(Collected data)
▼
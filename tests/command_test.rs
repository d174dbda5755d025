use cordon::{Command, CommandError, ExecutorPool, PoolRegistry, ResultSender};
use std::sync::atomic::{AtomicBool, Ordering};
use std::sync::Arc;
use tokio::time::{sleep, Duration};

#[tokio::test]
async fn test_execute_returns_work_value() {
    let result = Command::new(|tx: ResultSender<i32>| async move {
        let _ = tx.send(Ok(1)).await;
    })
    .with_fallback(|_err| async move { Ok(0) })
    .execute()
    .await;

    assert_eq!(result, Ok(1), "Success should pass through untouched by the fallback");
}

#[tokio::test]
async fn test_queue_resolves_to_same_result() {
    let command = Command::new(|tx: ResultSender<i32>| async move {
        let _ = tx.send(Ok(1)).await;
    });

    let mut future = command.queue();
    assert_eq!(future.value().await, Ok(1));
    // Memoized; a second call must not block or re-run
    assert_eq!(future.value().await, Ok(1));
}

#[tokio::test]
async fn test_error_without_fallback_is_verbatim() {
    let result = Command::new(|tx: ResultSender<i32>| async move {
        let _ = tx.send(Err(CommandError::run("failure"))).await;
    })
    .execute()
    .await;

    let err = result.expect_err("Work error with no fallback should surface");
    assert_eq!(err.to_string(), "failure", "Error text should match what the work emitted");
}

#[tokio::test]
async fn test_fallback_absorbs_run_error() {
    let result = Command::new(|tx: ResultSender<i32>| async move {
        let _ = tx.send(Err(CommandError::run("sup"))).await;
    })
    .with_fallback(|_err| async move { Ok(1) })
    .execute()
    .await;

    assert_eq!(result, Ok(1), "Fallback value should be the final result");
}

#[tokio::test]
async fn test_fallback_absorbs_timeout() {
    let result = Command::new(|tx: ResultSender<i32>| async move {
        sleep(Duration::from_millis(500)).await;
        let _ = tx.send(Ok(2)).await;
    })
    .with_timeout(Duration::from_millis(30))
    .with_fallback(|err| async move {
        assert!(matches!(err, CommandError::Timeout(_)), "Trigger should be the timeout");
        Ok(1)
    })
    .execute()
    .await;

    assert_eq!(result, Ok(1), "Timeout should route to the fallback like a run error");
}

#[tokio::test]
async fn test_full_pool_rejects_third_command() {
    let pool = Arc::new(ExecutorPool::new("full_pool_test", 2));

    let occupy = |pool: Arc<ExecutorPool>| {
        Command::new(|tx: ResultSender<i32>| async move {
            sleep(Duration::from_millis(100)).await;
            let _ = tx.send(Ok(0)).await;
        })
        .with_pool(pool)
        .with_fallback(|_err| async move { Ok(1) })
        .queue()
    };

    let mut future1 = occupy(pool.clone());
    let mut future2 = occupy(pool.clone());

    // Give both queued commands time to take their tickets
    sleep(Duration::from_millis(20)).await;
    assert_eq!(pool.stats().active, 2, "Both tickets should be held");

    let ran = Arc::new(AtomicBool::new(false));
    let ran_clone = ran.clone();
    let result = Command::new(move |tx: ResultSender<i32>| async move {
        ran_clone.store(true, Ordering::SeqCst);
        let _ = tx.send(Ok(2)).await;
    })
    .with_pool(pool.clone())
    .with_fallback(|err| async move {
        assert!(matches!(err, CommandError::PoolExhausted(_)));
        Ok(1)
    })
    .execute()
    .await;

    assert_eq!(result, Ok(1), "Third command should resolve via its fallback");
    assert!(!ran.load(Ordering::SeqCst), "Rejected work function must never run");

    assert_eq!(future1.value().await, Ok(0));
    assert_eq!(future2.value().await, Ok(0));
    assert_eq!(pool.stats().active, 0, "All tickets released after completion");
}

#[tokio::test]
async fn test_open_circuit_blocks_until_closed() {
    let pool = Arc::new(ExecutorPool::new("gated_pool", 5));
    pool.circuit().set_open(true);

    let ran = Arc::new(AtomicBool::new(false));
    for _ in 0..3 {
        let ran_clone = ran.clone();
        let result = Command::new(move |tx: ResultSender<i32>| async move {
            ran_clone.store(true, Ordering::SeqCst);
            let _ = tx.send(Ok(1)).await;
        })
        .with_pool(pool.clone())
        .execute()
        .await;

        let err = result.expect_err("Open circuit should reject every invocation");
        assert!(matches!(err, CommandError::CircuitOpen(_)));
    }
    assert!(!ran.load(Ordering::SeqCst), "Work must never run while the circuit is open");
    assert_eq!(pool.stats().active, 0, "No ticket should be taken while open");

    pool.circuit().set_open(false);
    let result = Command::new(|tx: ResultSender<i32>| async move {
        let _ = tx.send(Ok(1)).await;
    })
    .with_pool(pool.clone())
    .execute()
    .await;

    assert_eq!(result, Ok(1), "Closing the circuit should restore admission");
}

#[tokio::test]
async fn test_observe_forwards_items_in_order() {
    // The observer callback is synchronous, so a std mutex is the right guard
    let seen = Arc::new(std::sync::Mutex::new(Vec::new()));
    let seen_clone = seen.clone();

    let handle = Command::new(|tx: ResultSender<i32>| async move {
        let _ = tx.send(Ok(1)).await;
        let _ = tx.send(Ok(2)).await;
        let _ = tx.send(Ok(3)).await;
    })
    .with_observer(move |item| {
        if let Ok(value) = item {
            seen_clone.lock().unwrap().push(value);
        }
    })
    .observe();

    handle.await.unwrap();

    let items = seen.lock().unwrap();
    assert_eq!(*items, vec![1, 2, 3], "Items should arrive in emission order");
    assert_eq!(items.iter().sum::<i32>(), 6);
}

#[tokio::test]
async fn test_registry_shares_capacity_across_handles() {
    let registry = PoolRegistry::new();

    let pool_a = registry.get_or_create("shared_dep", 1).await;
    let pool_b = registry.get_or_create("shared_dep", 1).await;
    assert!(Arc::ptr_eq(&pool_a, &pool_b), "Same name should yield the same pool");

    let mut slow = Command::new(|tx: ResultSender<i32>| async move {
        sleep(Duration::from_millis(100)).await;
        let _ = tx.send(Ok(0)).await;
    })
    .with_pool(pool_a)
    .queue();

    sleep(Duration::from_millis(20)).await;

    // The ticket taken through the first handle is visible through the second
    let result = Command::new(|tx: ResultSender<i32>| async move {
        let _ = tx.send(Ok(2)).await;
    })
    .with_pool(pool_b)
    .execute()
    .await;

    assert!(
        matches!(result, Err(CommandError::PoolExhausted(_))),
        "Second handle should see the pool as full"
    );

    assert_eq!(slow.value().await, Ok(0));
    registry.reset().await;
    assert!(registry.get("shared_dep").await.is_none(), "Reset should clear entries");
}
▲
Task to carry out = Every line in the data that holds the string "PoolRegistry" should be copied.

Exercise answer =
use cordon::{Command, CommandError, ExecutorPool, PoolRegistry, ResultSender};
    let registry = PoolRegistry::new();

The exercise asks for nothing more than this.